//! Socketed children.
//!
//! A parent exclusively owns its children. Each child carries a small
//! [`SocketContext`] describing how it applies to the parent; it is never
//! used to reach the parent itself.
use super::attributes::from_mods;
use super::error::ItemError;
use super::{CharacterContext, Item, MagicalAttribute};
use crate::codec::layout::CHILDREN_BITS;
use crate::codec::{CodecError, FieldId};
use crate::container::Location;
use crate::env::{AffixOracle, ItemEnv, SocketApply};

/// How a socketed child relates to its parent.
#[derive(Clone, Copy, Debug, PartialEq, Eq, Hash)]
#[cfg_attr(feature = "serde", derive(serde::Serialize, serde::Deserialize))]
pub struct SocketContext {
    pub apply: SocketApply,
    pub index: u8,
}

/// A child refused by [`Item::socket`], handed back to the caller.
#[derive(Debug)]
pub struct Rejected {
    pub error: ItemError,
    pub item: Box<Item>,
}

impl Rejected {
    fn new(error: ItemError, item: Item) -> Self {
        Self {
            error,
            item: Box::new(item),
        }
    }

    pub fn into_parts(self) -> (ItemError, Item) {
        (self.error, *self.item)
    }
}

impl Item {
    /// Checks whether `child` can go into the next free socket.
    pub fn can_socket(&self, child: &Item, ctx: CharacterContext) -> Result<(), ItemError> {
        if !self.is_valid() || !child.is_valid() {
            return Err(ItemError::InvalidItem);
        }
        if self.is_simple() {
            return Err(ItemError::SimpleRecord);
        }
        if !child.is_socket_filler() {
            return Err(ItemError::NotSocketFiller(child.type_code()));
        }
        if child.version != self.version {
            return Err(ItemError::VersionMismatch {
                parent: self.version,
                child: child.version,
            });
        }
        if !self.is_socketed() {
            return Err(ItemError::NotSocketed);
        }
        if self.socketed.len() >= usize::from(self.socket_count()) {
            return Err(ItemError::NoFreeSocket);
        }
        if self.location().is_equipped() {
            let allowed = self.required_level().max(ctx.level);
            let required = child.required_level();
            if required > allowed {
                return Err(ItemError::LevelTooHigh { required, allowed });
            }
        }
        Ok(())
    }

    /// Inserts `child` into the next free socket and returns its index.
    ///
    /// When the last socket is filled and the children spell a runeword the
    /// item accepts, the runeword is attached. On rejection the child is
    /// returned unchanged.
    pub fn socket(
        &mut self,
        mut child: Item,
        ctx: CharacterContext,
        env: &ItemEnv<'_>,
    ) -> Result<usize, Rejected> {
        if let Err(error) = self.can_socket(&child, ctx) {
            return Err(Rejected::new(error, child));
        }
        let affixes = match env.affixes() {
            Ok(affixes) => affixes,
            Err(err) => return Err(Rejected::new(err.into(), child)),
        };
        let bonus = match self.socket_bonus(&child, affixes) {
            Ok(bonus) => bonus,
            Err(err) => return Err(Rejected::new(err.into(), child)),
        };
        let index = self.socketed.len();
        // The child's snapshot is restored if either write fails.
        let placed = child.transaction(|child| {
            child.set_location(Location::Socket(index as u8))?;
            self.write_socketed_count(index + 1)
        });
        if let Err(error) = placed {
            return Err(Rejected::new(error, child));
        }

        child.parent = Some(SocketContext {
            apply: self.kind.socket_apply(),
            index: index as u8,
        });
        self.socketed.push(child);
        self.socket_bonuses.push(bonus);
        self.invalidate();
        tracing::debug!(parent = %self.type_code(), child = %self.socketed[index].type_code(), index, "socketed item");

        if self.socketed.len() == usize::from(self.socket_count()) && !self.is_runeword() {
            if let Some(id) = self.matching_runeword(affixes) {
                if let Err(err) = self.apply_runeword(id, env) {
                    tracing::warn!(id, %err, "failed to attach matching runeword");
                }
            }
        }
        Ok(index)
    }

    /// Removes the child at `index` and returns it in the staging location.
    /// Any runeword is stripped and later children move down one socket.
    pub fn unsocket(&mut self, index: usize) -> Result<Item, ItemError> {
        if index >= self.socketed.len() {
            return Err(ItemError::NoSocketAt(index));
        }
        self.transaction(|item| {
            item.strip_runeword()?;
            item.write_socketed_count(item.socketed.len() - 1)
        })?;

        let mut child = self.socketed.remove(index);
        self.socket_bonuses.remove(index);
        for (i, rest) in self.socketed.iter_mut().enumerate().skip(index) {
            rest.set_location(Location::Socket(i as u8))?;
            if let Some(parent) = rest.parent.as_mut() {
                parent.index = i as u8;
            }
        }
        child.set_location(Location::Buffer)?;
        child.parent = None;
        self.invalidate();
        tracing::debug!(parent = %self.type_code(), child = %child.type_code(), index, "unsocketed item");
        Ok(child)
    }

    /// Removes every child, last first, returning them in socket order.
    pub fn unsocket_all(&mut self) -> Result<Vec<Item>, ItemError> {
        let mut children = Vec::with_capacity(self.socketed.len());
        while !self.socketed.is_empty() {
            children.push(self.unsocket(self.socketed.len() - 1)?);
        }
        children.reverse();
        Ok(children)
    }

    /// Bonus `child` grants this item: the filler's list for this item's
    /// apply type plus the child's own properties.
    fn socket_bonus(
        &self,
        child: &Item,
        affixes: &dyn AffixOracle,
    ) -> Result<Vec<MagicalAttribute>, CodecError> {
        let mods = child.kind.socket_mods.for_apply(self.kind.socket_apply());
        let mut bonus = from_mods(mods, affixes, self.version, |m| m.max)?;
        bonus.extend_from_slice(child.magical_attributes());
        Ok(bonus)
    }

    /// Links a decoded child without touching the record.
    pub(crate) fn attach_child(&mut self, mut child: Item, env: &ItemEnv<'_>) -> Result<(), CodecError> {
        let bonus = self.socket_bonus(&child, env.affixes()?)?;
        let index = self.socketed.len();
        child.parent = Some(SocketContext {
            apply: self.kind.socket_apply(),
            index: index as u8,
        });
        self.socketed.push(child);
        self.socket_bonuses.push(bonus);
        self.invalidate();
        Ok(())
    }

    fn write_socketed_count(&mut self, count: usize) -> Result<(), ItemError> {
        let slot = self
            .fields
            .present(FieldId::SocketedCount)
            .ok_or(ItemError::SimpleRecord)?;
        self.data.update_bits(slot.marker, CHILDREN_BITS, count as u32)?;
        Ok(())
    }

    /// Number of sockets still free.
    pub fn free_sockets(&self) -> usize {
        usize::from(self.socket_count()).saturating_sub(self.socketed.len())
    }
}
········
TASK ITEM »
Copy out every line of the material above that mentions the word "MagicalAttribute".

RESPONSE TO THE EXERCISE »
use super::{CharacterContext, Item, MagicalAttribute};
    ) -> Result<Vec<MagicalAttribute>, CodecError> {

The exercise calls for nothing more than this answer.